Saved data entries
┌──

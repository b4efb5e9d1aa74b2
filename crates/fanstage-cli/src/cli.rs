use std::path::PathBuf;

use clap::{Args, Parser, Subcommand, ValueEnum};
use fanstage_core::{PlatformId, SortOption};

#[derive(Parser)]
#[command(name = "fanstage")]
#[command(about = "Sort, filter and play FAN:STAGE music letters", long_about = None)]
#[command(version)]
pub struct Cli {
    /// Config file (default: platform config dir)
    #[arg(long, global = true, env = "FANSTAGE_CONFIG")]
    pub config: Option<PathBuf>,

    #[command(subcommand)]
    pub command: Commands,
}

#[derive(Subcommand)]
pub enum Commands {
    /// Filter, sort and page a letter collection
    Inbox(InboxArgs),

    /// Pick the platform "play all" should open for a letter
    Recommend(RecommendArgs),

    /// Suggest sender/recipient names for the name filter
    Names {
        /// JSON file holding an array of letters
        letters: PathBuf,

        /// Text typed so far
        query: String,

        /// Maximum suggestions (default from config: 5)
        #[arg(long)]
        limit: Option<usize>,
    },

    /// Show the config path and effective configuration
    Config,
}

#[derive(Args)]
pub struct InboxArgs {
    /// JSON file holding an array of letters
    pub letters: PathBuf,

    /// Sort order (default from config: date-desc)
    #[arg(long, value_parser = parse_sort)]
    pub sort: Option<SortOption>,

    /// Sender or recipient name contains
    #[arg(long)]
    pub name: Option<String>,

    /// Any track title contains
    #[arg(long)]
    pub track_title: Option<String>,

    /// Earliest letter date, inclusive (YYYY-MM-DD)
    #[arg(long)]
    pub from: Option<String>,

    /// Latest letter date, inclusive (YYYY-MM-DD)
    #[arg(long)]
    pub to: Option<String>,

    /// Page number, 1-indexed
    #[arg(long, default_value = "1")]
    pub page: usize,

    /// Letters per page (default from config: 20)
    #[arg(long)]
    pub page_size: Option<usize>,

    #[arg(long, value_enum, default_value = "text")]
    pub format: OutputFormat,
}

#[derive(Args)]
pub struct RecommendArgs {
    /// JSON file holding a single letter
    pub letter: PathBuf,

    /// JSON file holding the listener's platform history
    #[arg(long)]
    pub history: Option<PathBuf>,

    /// Platform to use when the history is empty (default from config)
    #[arg(long, conflicts_with = "no_fallback")]
    pub fallback: Option<PlatformId>,

    /// Ignore the configured fallback platform
    #[arg(long)]
    pub no_fallback: bool,

    #[arg(long, value_enum, default_value = "text")]
    pub format: OutputFormat,
}

#[derive(Clone, Copy, Debug, PartialEq, Eq, ValueEnum)]
pub enum OutputFormat {
    Text,
    Json,
}

fn parse_sort(raw: &str) -> Result<SortOption, String> {
    raw.parse().map_err(|e: fanstage_core::CoreError| e.to_string())
}
//! Streaming platform identifiers

use std::convert::Infallible;
use std::fmt;
use std::str::FromStr;

use serde::{Deserialize, Serialize};

/// A streaming platform a track can be played on.
///
/// Unrecognised identifiers are kept verbatim in [`PlatformId::Other`] so they
/// still take part in tallies; deciding whether to reject them is up to the
/// caller.
#[derive(Debug, Clone, PartialEq, Eq, Hash, Serialize, Deserialize)]
#[serde(from = "String", into = "String")]
pub enum PlatformId {
    Spotify,
    Apple,
    Youtube,
    Melon,
    Other(String),
}

impl PlatformId {
    /// Platforms the player knows how to open
    pub const KNOWN: [PlatformId; 4] = [
        PlatformId::Spotify,
        PlatformId::Apple,
        PlatformId::Youtube,
        PlatformId::Melon,
    ];

    pub fn as_str(&self) -> &str {
        match self {
            PlatformId::Spotify => "spotify",
            PlatformId::Apple => "apple",
            PlatformId::Youtube => "youtube",
            PlatformId::Melon => "melon",
            PlatformId::Other(raw) => raw,
        }
    }

    pub fn is_known(&self) -> bool {
        !matches!(self, PlatformId::Other(_))
    }
}

impl From<&str> for PlatformId {
    fn from(raw: &str) -> Self {
        match raw {
            "spotify" => PlatformId::Spotify,
            "apple" => PlatformId::Apple,
            "youtube" => PlatformId::Youtube,
            "melon" => PlatformId::Melon,
            other => PlatformId::Other(other.to_string()),
        }
    }
}

impl From<String> for PlatformId {
    fn from(raw: String) -> Self {
        match PlatformId::from(raw.as_str()) {
            PlatformId::Other(_) => PlatformId::Other(raw),
            known => known,
        }
    }
}

impl From<PlatformId> for String {
    fn from(platform: PlatformId) -> Self {
        match platform {
            PlatformId::Other(raw) => raw,
            known => known.as_str().to_string(),
        }
    }
}

impl FromStr for PlatformId {
    type Err = Infallible;

    fn from_str(s: &str) -> Result<Self, Self::Err> {
        Ok(PlatformId::from(s))
    }
}

impl fmt::Display for PlatformId {
    fn fmt(&self, f: &mut fmt::Formatter<'_>) -> fmt::Result {
        f.write_str(self.as_str())
    }
}

/// How many times a user has picked a platform in the past
#[derive(Debug, Clone, PartialEq, Eq, Serialize, Deserialize)]
pub struct PlatformHistoryEntry {
    pub platform: PlatformId,
    #[serde(default)]
    pub count: u64,
}

impl PlatformHistoryEntry {
    pub fn new(platform: PlatformId, count: u64) -> Self {
        Self { platform, count }
    }
}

└──

# PROBLEM REQUIREMENTS
Return precisely the lines of the records, starting with the line that holds "fn from_str(s: &str)" and ending with the last one.

# ANSWER TO THE PROBLEM
    fn from_str(s: &str) -> Result<Self, Self::Err> {
        Ok(PlatformId::from(s))
    }
}

impl fmt::Display for PlatformId {
    fn fmt(&self, f: &mut fmt::Formatter<'_>) -> fmt::Result {
        f.write_str(self.as_str())
    }
}

/// How many times a user has picked a platform in the past
#[derive(Debug, Clone, PartialEq, Eq, Serialize, Deserialize)]
pub struct PlatformHistoryEntry {
    pub platform: PlatformId,
    #[serde(default)]
    pub count: u64,
}

impl PlatformHistoryEntry {
    pub fn new(platform: PlatformId, count: u64) -> Self {
        Self { platform, count }
    }
}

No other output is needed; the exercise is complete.